CIMOLAIS – Gli anziani di Cimolais minacciano di non pagare il canone tv perché da settimane i programmi Rai si vedono male o addirittura non si vedono per nulla. Tanto che il consiglio comunale è dovuto scendere in campo, scrivendo al servizio televisivo pubblico e a una lunga serie di enti e uffici. «Da quando è stato attivato il digitale terrestre il segnale è praticamente sparito o comunque viene captato con grandi difficoltà – ha scritto nero su bianco il sindaco di Cimolais RitaBressa-. Il consiglio comunale ha recepito le istanze dei cittadini, soprattutto dei più anziani.
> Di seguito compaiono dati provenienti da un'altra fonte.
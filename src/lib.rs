// Copyright (c) 2023 Steven Rosenthal smr@dt3.org
// See LICENSE file in root directory for license terms.

pub mod abstract_cis;
pub mod calibration;
pub mod cis;
pub mod cis_data;
pub mod clock;
pub mod config;
pub mod exposure;
pub mod gain_codec;
pub mod gn3;
pub mod hm3;
pub mod register_bus;
pub mod select_sensor;
pub mod sensor_mode;
pub mod sensor_model;
pub mod sim_bus;
pub mod streaming;
pub mod timing;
Ci siamo fatti carico di sensibilizzare la Rai, ma anche Regione, Provincia e altri organismi istituzionali perché non è giusto pagare un servizio del quale non si gode. La televisione riveste un ruolo sociale non indifferente in un territorio vasto come il nostro». La Bressa ha infatti ricordato come molto spesso il contatto con il mondo esterno sia rappresentato proprio dalla tv. «La terza età vede nei programmi Rai un mezzo di compagnia», si legge nel documento.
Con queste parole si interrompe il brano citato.